Rules governing international trade of food and agricultural products should be crafted with an eye to improving countries' food security and other development objectives. For this, a pragmatic approach that would align agricultural and trade policies at the national level is needed, a new FAO report argues.
The expected increase in global trade of farm products along with shifting patterns of trade and multiples sources of risks to global supplies will give trade and its governance a heightened influence over the extent and nature of food security everywhere. As a result, the challenge for policy makers has evolved into one of ensuring that its expansion "works for, and not against, the elimination of hunger, food insecurity and malnutrition," according to The State of Agricultural Commodity Markets (SOCO).
A decade of change
The global trade arena has changed notably in the past decade, with trade in food alone nearly tripling in value terms, driven in particular by fruits, vegetables, fish, meat and dairy products - all high-value categories where standards are typically more important than in staple commodities such as cereal grains.

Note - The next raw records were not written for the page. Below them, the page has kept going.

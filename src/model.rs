use std::fmt;

use serde::{Deserialize, Deserializer};

pub const DEFAULT_TARGET_ROUNDS: u32 = 3;

#[derive(Debug, Clone, Deserialize)]
pub struct DashboardData {
    pub meta: Meta,
    pub chapters: Vec<Chapter>,
}

#[derive(Debug, Clone, Default, Deserialize)]
#[serde(rename_all = "camelCase")]
pub struct Meta {
    pub last_updated: Option<String>,
    pub editor_name: Option<String>,
}

#[derive(Debug, Clone, Default, Deserialize)]
#[serde(rename_all = "camelCase")]
pub struct Chapter {
    pub id: String,
    pub title: String,
    #[serde(default, deserialize_with = "null_as_default")]
    pub part: String,
    pub number: Option<ChapterNumber>,
    pub doc_link: Option<String>,
    pub qa_score: Option<f64>,
    pub note_to_editor: Option<String>,
    pub last_edited: Option<String>,
    pub adversarial: Option<Adversarial>,
    #[serde(default, deserialize_with = "null_as_default")]
    pub workflow: Workflow,
}

impl Chapter {
    /// Number to display, treating `0` and `""` as unnumbered.
    pub fn display_number(&self) -> Option<&ChapterNumber> {
        self.number.as_ref().filter(|number| match number {
            ChapterNumber::Int(value) => *value != 0,
            ChapterNumber::Text(value) => !value.is_empty(),
        })
    }
}

/// Chapter numbers show up both as `3` and `"3a"` in the data file.
#[derive(Debug, Clone, PartialEq, Deserialize)]
#[serde(untagged)]
pub enum ChapterNumber {
    Int(u64),
    Text(String),
}

impl fmt::Display for ChapterNumber {
    fn fmt(&self, f: &mut fmt::Formatter<'_>) -> fmt::Result {
        match self {
            Self::Int(value) => write!(f, "{value}"),
            Self::Text(value) => f.write_str(value),
        }
    }
}

#[derive(Debug, Clone, Default, Deserialize)]
#[serde(rename_all = "camelCase")]
pub struct Adversarial {
    #[serde(default, deserialize_with = "null_as_default")]
    pub has_run: bool,
}

#[derive(Debug, Clone, Default, Deserialize)]
pub struct Workflow {
    pub writing: Option<StepRecord>,
    #[serde(rename = "automatedQA")]
    pub automated_qa: Option<QaStepRecord>,
    #[serde(rename = "automatedFixes")]
    pub automated_fixes: Option<StepRecord>,
    #[serde(rename = "manualQA")]
    pub manual_qa: Option<StepRecord>,
    pub editorial: Option<Editorial>,
    #[serde(default, deserialize_with = "null_as_default")]
    pub completed: bool,
}

#[derive(Debug, Clone, Default, Deserialize)]
pub struct StepRecord {
    #[serde(default, deserialize_with = "null_as_default")]
    pub done: bool,
    pub date: Option<String>,
}

#[derive(Debug, Clone, Default, Deserialize)]
#[serde(rename_all = "camelCase")]
pub struct QaStepRecord {
    #[serde(flatten)]
    pub step: StepRecord,
    #[serde(default, deserialize_with = "null_as_default")]
    pub used_loop: bool,
}

#[derive(Debug, Clone, Deserialize)]
#[serde(rename_all = "camelCase")]
pub struct Editorial {
    #[serde(default, deserialize_with = "null_as_default")]
    pub rounds: Vec<EditorialRound>,
    #[serde(default = "default_target_rounds", deserialize_with = "null_as_target_rounds")]
    pub target_rounds: u32,
}

fn default_target_rounds() -> u32 {
    DEFAULT_TARGET_ROUNDS
}

/// Explicit `null` reads the same as a missing key.
fn null_as_default<'de, D, T>(deserializer: D) -> Result<T, D::Error>
where
    D: Deserializer<'de>,
    T: Default + Deserialize<'de>,
{
    Ok(Option::<T>::deserialize(deserializer)?.unwrap_or_default())
}

fn null_as_target_rounds<'de, D>(deserializer: D) -> Result<u32, D::Error>
where
    D: Deserializer<'de>,
{
    Ok(Option::<u32>::deserialize(deserializer)?.unwrap_or(DEFAULT_TARGET_ROUNDS))
}

#[derive(Debug, Clone, Default, Deserialize)]
#[serde(rename_all = "camelCase")]
pub struct EditorialRound {
    pub outcome: Option<String>,
    pub review_date: Option<String>,
}

impl EditorialRound {
    pub fn is_approved(&self) -> bool {
        self.outcome.as_deref() == Some("approved")
    }
}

On top of that, there are changes in economic geography. Latin America has become the largest net exporter of food, replacing North America, and ushering in a new political map of South-South trade flows. Meanwhile, regional trade agreements have proliferated, and while agricultural commodity imports tend to be dispersed among many countries, exports are concentrated in a few, which makes supply more vulnerable to sudden disruptions.
Focus on facts and flexibility
The SOCO report offers a nuanced counterpoint to the often ideological clash between advocates of protected and open markets, which often stem from differences in the definitions of trade and food security. In reality, countries may seek to follow different strategies along the policy continuum from prioritizing own production towards relying on more open markets at different times in their development trajectory, depending on how their circumstances change over time.
Moreover, the distinction between formally protected and liberal markets often fades due to the way trade rules are actually implemented. For example, while least-developed countries (LDCs) have reserved the right to apply the highest import tariffs (the so-called "bound tariff rates"), followed by developing countries, with the lowest tariffs in developed countries, in reality there is almost no difference in the tariffs actually applied by the three groups
Appropriate policies often depend on the extent to which national markets are developed and behave competitively and offer participants tools to manage risk. Where these conditions do not yet apply, "domestic support policies should not be rejected out of hand," SOCO argues.
Mainstreaming food security - itself a function of multiple sectors of economies that change over time - into the trade policy decision-making process is a way to make trade an "enabler" of sustainable development and the core goal of eradicating hunger.